Blue Team Blunders: Know your enemy
stories of times past
When I was a young SOC analyst, a couple of months on the job, eager to learn but yet to experience what it was all about, on the alert queue I saw the following alert:
Alert name: Rundll32 being spawned with no command line
Parent Process: InternalAccountingApplication.exe
Parent Process Sha1: Unknown
Process: rundll32.exe
Parent Process Path: C:\Users\username\Downloads\InternalAccountingApplication.exe
The sha1 of the executable was unknown, but it made sense to me - it was an internal accounting application after all! Diving deeper into the activities spawned by the process revealed that InternalAccountingApplication.exe made a network connection to a newly-registered domain that actually seemed legitimate to me at the time..
Weird but not malicious is what went through my mind after assembling all this information together. After all, that was the only alert coming from this host. Maybe the person writing this app was an unexperienced coder who wanted to call rundll32.exe in their application at some point but forgot to add arguments?
I closed the ticket as a false positive.
Little did I know that I have just missed a red team obtaining their initial access with Cobalt Strike! I wasn’t very familiar with it at the time. How was I supposed to know that rundll32.exe was the default Cobalt Strike spawnto? Nowhere did the alert make it clear nor did my own knowledge allow me to fill in the gaps.
Thankfully, I was in an environment that allowed me to learn and I didn’t get into any trouble for the above blunder. To this day I remain grateful to my bosses from that job for being such great and considerate teachers.
One thing was clear, I needed to hit the books!
defending requires offending
When I think back to this incident I can’t help but smile a little. I was so gullible! When I ask myself, what could I have done differently not to blunder like this in the future, the answer was simple - I should have studied the techniques used by attackers.
It is often said that if you want to be a good red teamer, it pays to spend time to consider the ‘defensive’ side of things. After all, your job is to help the blue teamers get better. How good can you be as a coach if you’ve never played the sport?
I’d like to argue that the opposite is also exactly true. How good can you be as a defender without knowing what the modus operandi of attackers is? Had I played around with Cobalt Strike or even examined a Cobalt Strike Malleable C2 profile, I would have known how big of a red flag the above activity was!
solutions
train yourself!
While knowledge of common red team TTPs can certainly be obtained from public reports released by vendors I’d argue that the best way of getting this knowledge is actually sitting your butt down and taking some offensive training. If a C2 framework is trending on Twitter, take some time to play around with it. Know what it looks like if you ever encounter it in the wild. Make sure that the default configuration raises a flag in your mind.
If you’re looking for a specific example of a red team training that you should take as a blue teamer, I wholeheartedly recommend ZeroPointSecurity’s Red Team Ops.
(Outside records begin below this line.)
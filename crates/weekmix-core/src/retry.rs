//! Bounded rejection sampling with a deterministic fallback.

/// Value produced by [`retry_or_fallback`] along with how it was obtained.
#[derive(Debug, Clone, PartialEq, Eq)]
pub struct Retried<T> {
    pub value: T,
    /// Attempts actually run (equals the budget when the fallback was used).
    pub attempts: u32,
    pub fell_back: bool,
}

/// Runs `attempt` up to `max_attempts` times and keeps the first value that
/// satisfies `accept`. When the budget is spent, `fallback` supplies the value.
///
/// Errors from either closure propagate unchanged; a rejected candidate is
/// never an error.
pub fn retry_or_fallback<T, E, A, P, F>(
    max_attempts: u32,
    mut attempt: A,
    mut accept: P,
    fallback: F,
) -> Result<Retried<T>, E>
where
    A: FnMut(u32) -> Result<T, E>,
    P: FnMut(&T) -> bool,
    F: FnOnce() -> Result<T, E>,
{
    for number in 1..=max_attempts {
        let candidate = attempt(number)?;
        if accept(&candidate) {
            return Ok(Retried {
                value: candidate,
                attempts: number,
                fell_back: false,
            });
        }
    }

    Ok(Retried {
        value: fallback()?,
        attempts: max_attempts,
        fell_back: true,
    })
}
They even give you a copy of Cobalt Strike to play around in the labs with!
As a manager, if you aren’t encouraging your employees to do the above, please reconsider. This is one of the most ROI-heavy activities your employees can engage in.
add context
If you’d like to prevent young analysts on your team from making the same mistake I did, a good solution would be to make sure every single rule is well documented with the exact rationale of why we are looking for this activity, expected false and true positives. The alert workflow should allow enough time for the analyst to familiarize themselves with the exact logic and context behind the alert. Even the best documentation is of no good use if you don’t have the time to read it.
conclusion
As a SOC analyst, it’s easy to get complacent and stop being curious about what you’re doing. After all, the majority of your job is to handle false positives. “Exciting” tickets with actual threat actor activity happen rarely. It’s easy to get complacent and to stop developing yourself. Do your best to keep up and I promise you, you will not regret it.